Santa Barbara offers graduate students opportunities


Florida A&M University’s College of Education welcomed faculty visitors from the University of California at Santa Barbara this week after partnering with FAMU to create the UCSB-FAMU Partnership program for graduate students.

FAMU students have the opportunity to participate in a seven-week summer program in California at UCSB where they’ll be trained, mentored and prepared for graduate level research. 

“The purpose of the program is designed to give our students a background evaluation in higher level research,” said Charles Ervin, an associate professor in the department of secondary education and chair of the UCSB-FAMU committee. “It gives the faculty an opportunity to see who the bright students are and how they can benefit from such a program.”

In an effort to recognize diversity within the institution, UCSB chose FAMU for its partnership in 2011.

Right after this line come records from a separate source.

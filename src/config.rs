use std::collections::BTreeMap;
use std::path::PathBuf;
use std::time::Duration;

use chrono::{FixedOffset, Offset, Utc};

use crate::error::{Error, Result};
use crate::netrc;
use crate::provider::DEFAULT_PROVIDERS;
use crate::util::{host_of, strip_quotes};

pub const DEFAULT_URS_URL: &str = "https://urs.earthdata.nasa.gov";
pub const DEFAULT_CMR_URL: &str = "https://cmr.earthdata.nasa.gov/search";

const SECRET_FILE_NAME: &str = ".earthdatarc";

/// Everything needed to wire a [`Client`](crate::Client).
#[derive(Debug, Clone)]
pub struct Settings {
    /// Earthdata Login root, e.g. `https://urs.earthdata.nasa.gov`.
    pub urs_url: String,
    /// CMR search root, e.g. `https://cmr.earthdata.nasa.gov/search`.
    pub cmr_url: String,
    pub secret_file: PathBuf,
    pub netrc_file: Option<PathBuf>,
    /// Provider id to temporary-credential endpoint.
    pub providers: BTreeMap<String, String>,
    /// Offset used to read date-only token expirations.
    pub timezone: FixedOffset,
    /// Whether to verify TLS certificates.
    pub verify: bool,
    pub timeout: Duration,
    pub progress: bool,
    /// Prompt on the terminal when no login is stored or provisioned.
    pub interactive: bool,
}

impl Settings {
    /// Settings with every default and the given secret file.
    pub fn new(secret_file: impl Into<PathBuf>) -> Self {
        Self {
            urs_url: DEFAULT_URS_URL.to_string(),
            cmr_url: DEFAULT_CMR_URL.to_string(),
            secret_file: secret_file.into(),
            netrc_file: netrc::home_path(),
            providers: DEFAULT_PROVIDERS
                .iter()
                .map(|(id, url)| (id.to_string(), url.to_string()))
                .collect(),
            timezone: Utc.fix(),
            verify: true,
            timeout: Duration::from_secs(60),
            progress: false,
            interactive: true,
        }
    }

    /// Reads settings from (in order of precedence):
    /// - environment variables `EARTHDATA_URS_URL`, `EARTHDATA_CMR_URL`,
    ///   `EARTHDATA_SECRET_FILE`, `EARTHDATA_NETRC` / `NETRC`,
    ///   `EARTHDATA_TZ_OFFSET`, `EARTHDATA_VERIFY`, `EARTHDATA_TIMEOUT`
    /// - an existing `./.earthdatarc`, then `~/.earthdatarc`
    /// - built-in defaults
    pub fn from_env() -> Result<Self> {
        Self::from_lookup(|k| std::env::var(k).ok(), &secret_candidates())
    }

    pub(crate) fn from_lookup<F>(lookup: F, candidates: &[PathBuf]) -> Result<Self>
    where
        F: Fn(&str) -> Option<String>,
    {
        let var = |k: &str| {
            lookup(k)
                .map(|v| strip_quotes(&v).to_string())
                .filter(|v| !v.is_empty())
        };

        let secret_file = match var("EARTHDATA_SECRET_FILE") {
            Some(p) => PathBuf::from(p),
            None => discover_secret_file(candidates).ok_or_else(|| {
                Error::Config(
                    "no location for the secret file (set EARTHDATA_SECRET_FILE)".to_string(),
                )
            })?,
        };

        let mut settings = Self::new(secret_file);

        if let Some(url) = var("EARTHDATA_URS_URL") {
            settings.urs_url = url.trim_end_matches('/').to_string();
        }
        if let Some(url) = var("EARTHDATA_CMR_URL") {
            settings.cmr_url = url.trim_end_matches('/').to_string();
        }
        if let Some(p) = var("EARTHDATA_NETRC").or_else(|| var("NETRC")) {
            settings.netrc_file = Some(PathBuf::from(p));
        }
        if let Some(tz) = var("EARTHDATA_TZ_OFFSET") {
            settings.timezone = parse_offset(&tz).ok_or_else(|| {
                Error::Config(format!("EARTHDATA_TZ_OFFSET {tz:?} is not an offset like -05:00"))
            })?;
        }
        if let Some(v) = var("EARTHDATA_VERIFY") {
            settings.verify = !matches!(v.to_ascii_lowercase().as_str(), "0" | "false" | "no");
        }
        if let Some(t) = var("EARTHDATA_TIMEOUT") {
            let secs = t
                .parse::<f64>()
                .ok()
                .filter(|s| s.is_finite() && *s > 0.0)
                .ok_or_else(|| Error::Config(format!("EARTHDATA_TIMEOUT {t:?} is not a positive number of seconds")))?;
            settings.timeout = Duration::from_secs_f64(secs);
        }

        settings.urs_host()?;
        Ok(settings)
    }

    /// Host part of [`Settings::urs_url`]; logins and tokens are keyed by it.
    pub fn urs_host(&self) -> Result<&str> {
        host_of(&self.urs_url)
            .ok_or_else(|| Error::Config(format!("URS url {:?} has no host", self.urs_url)))
    }
}

fn secret_candidates() -> Vec<PathBuf> {
    let mut v = Vec::new();
    if let Ok(cwd) = std::env::current_dir() {
        v.push(cwd.join(SECRET_FILE_NAME));
    }
    if let Some(home) = dirs::home_dir() {
        v.push(home.join(SECRET_FILE_NAME));
    }
    v
}

/// First existing candidate, else the last one (where a new file is created).
fn discover_secret_file(candidates: &[PathBuf]) -> Option<PathBuf> {
    candidates
        .iter()
        .find(|p| p.exists())
        .or_else(|| candidates.last())
        .cloned()
}

/// `Z`, `UTC`, `+05:30`, `-0500` or `-05`.
pub(crate) fn parse_offset(s: &str) -> Option<FixedOffset> {
    let s = s.trim();
    if s.eq_ignore_ascii_case("z") || s.eq_ignore_ascii_case("utc") {
        return Some(Utc.fix());
    }

    let (sign, rest) = match s.as_bytes().first()? {
        b'+' => (1, &s[1..]),
        b'-' => (-1, &s[1..]),
        _ => return None,
    };
    let digits: String = rest.chars().filter(|c| *c != ':').collect();
    if !digits.chars().all(|c| c.is_ascii_digit()) {
        return None;
    }
    let (hours, minutes) = match digits.len() {
        2 => (digits.parse::<i32>().ok()?, 0),
        4 => (digits[..2].parse::<i32>().ok()?, digits[2..].parse::<i32>().ok()?),
        _ => return None,
    };
    if hours > 23 || minutes > 59 {
        return None;
    }
    FixedOffset::east_opt(sign * (hours * 3600 + minutes * 60))
}

#[cfg(test)]
mod tests {
    use super::*;
    use std::collections::HashMap;

    fn lookup(vars: &[(&str, &str)]) -> impl Fn(&str) -> Option<String> {
        let map: HashMap<String, String> = vars
            .iter()
            .map(|(k, v)| (k.to_string(), v.to_string()))
            .collect();
        move |k| map.get(k).cloned()
    }

    #[test]
    fn defaults_without_environment() {
        let dir = tempfile::tempdir().unwrap();
        let home = dir.path().join(SECRET_FILE_NAME);
        let s = Settings::from_lookup(lookup(&[]), &[dir.path().join("cwd-rc"), home.clone()]).unwrap();

        assert_eq!(s.urs_url, DEFAULT_URS_URL);
        assert_eq!(s.cmr_url, DEFAULT_CMR_URL);
        assert_eq!(s.secret_file, home);
        assert_eq!(s.urs_host().unwrap(), "urs.earthdata.nasa.gov");
        assert_eq!(s.timezone, Utc.fix());
        assert!(s.verify);
        assert_eq!(s.timeout, Duration::from_secs(60));
        assert!(s.providers.contains_key("podaac"));
    }

    #[test]
    fn existing_working_directory_file_wins() {
        let dir = tempfile::tempdir().unwrap();
        let cwd = dir.path().join("cwd-rc");
        std::fs::write(&cwd, "").unwrap();
        let s = Settings::from_lookup(lookup(&[]), &[cwd.clone(), dir.path().join("home-rc")]).unwrap();
        assert_eq!(s.secret_file, cwd);
    }

    #[test]
    fn environment_overrides() {
        let s = Settings::from_lookup(
            lookup(&[
                ("EARTHDATA_URS_URL", "http://127.0.0.1:4000/"),
                ("EARTHDATA_CMR_URL", "'http://127.0.0.1:5000/search'"),
                ("EARTHDATA_SECRET_FILE", "/tmp/rc"),
                ("NETRC", "/tmp/netrc-b"),
                ("EARTHDATA_NETRC", "/tmp/netrc-a"),
                ("EARTHDATA_TZ_OFFSET", "-05:00"),
                ("EARTHDATA_VERIFY", "0"),
                ("EARTHDATA_TIMEOUT", "2.5"),
            ]),
            &[],
        )
        .unwrap();

        assert_eq!(s.urs_url, "http://127.0.0.1:4000");
        assert_eq!(s.urs_host().unwrap(), "127.0.0.1");
        assert_eq!(s.cmr_url, "http://127.0.0.1:5000/search");
        assert_eq!(s.secret_file, PathBuf::from("/tmp/rc"));
        assert_eq!(s.netrc_file, Some(PathBuf::from("/tmp/netrc-a")));
        assert_eq!(s.timezone, FixedOffset::west_opt(5 * 3600).unwrap());
        assert!(!s.verify);
        assert_eq!(s.timeout, Duration::from_millis(2500));
    }

    #[test]
    fn invalid_values_are_reported() {
        let bad = [
            ("EARTHDATA_TZ_OFFSET", "eastern"),
            ("EARTHDATA_TIMEOUT", "-1"),
            ("EARTHDATA_URS_URL", "not a url"),
        ];
        for (k, v) in bad {
            let err = Settings::from_lookup(lookup(&[("EARTHDATA_SECRET_FILE", "/tmp/rc"), (k, v)]), &[])
                .unwrap_err();
            assert!(matches!(err, Error::Config(_)), "{k}: {err}");
        }
    }

    #[test]
    fn no_secret_file_location() {
        let err = Settings::from_lookup(lookup(&[]), &[]).unwrap_err();
        assert!(matches!(err, Error::Config(_)));
    }

    #[test]
    fn offsets() {
        assert_eq!(parse_offset("Z"), Some(Utc.fix()));
        assert_eq!(parse_offset("+05:30"), FixedOffset::east_opt(5 * 3600 + 1800));
        assert_eq!(parse_offset("-0800"), FixedOffset::west_opt(8 * 3600));
        assert_eq!(parse_offset("+02"), FixedOffset::east_opt(2 * 3600));
        assert_eq!(parse_offset("05:00"), None);
        assert_eq!(parse_offset("+25:00"), None);
        assert_eq!(parse_offset("+5:0"), None);
    }
}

This is its first partnership program with an HBCU, according to Walter L. Boggan Jr., the director of admissions and outreach for the graduate division at UCSB. Boggan said the program will be exclusive to FAMU and expressed his excitement about the universities’ collaboration.

Patricia Marin, associate director of the UC Educational Evaluation Center at UCSB, said when considering graduate school, students should be serious and do their homework.  

“Students need to see, ‘Where do I want to go? What is my long-term vision? What is my short-term vision, and what do I need to do to get there?'”  

Lois Harmon, 21, an elementary education graduate student, did her homework and made the decision to apply for the UCSB-FAMU Partnership program.  She was accepted as one of the first of four students to experience a summer at UCSB.

“I knew this program would give me the preparation I needed to apply to graduate school,” said Harmon. “The confidence of just saying that it’s not just a desire of mine to get a Ph.D., but I really can do it. It was great to have the encouragement, support and the exposure to exercise graduate resource skills.”

Harmon eventually applied to UCSB’s graduate school and was accepted into their doctoral program.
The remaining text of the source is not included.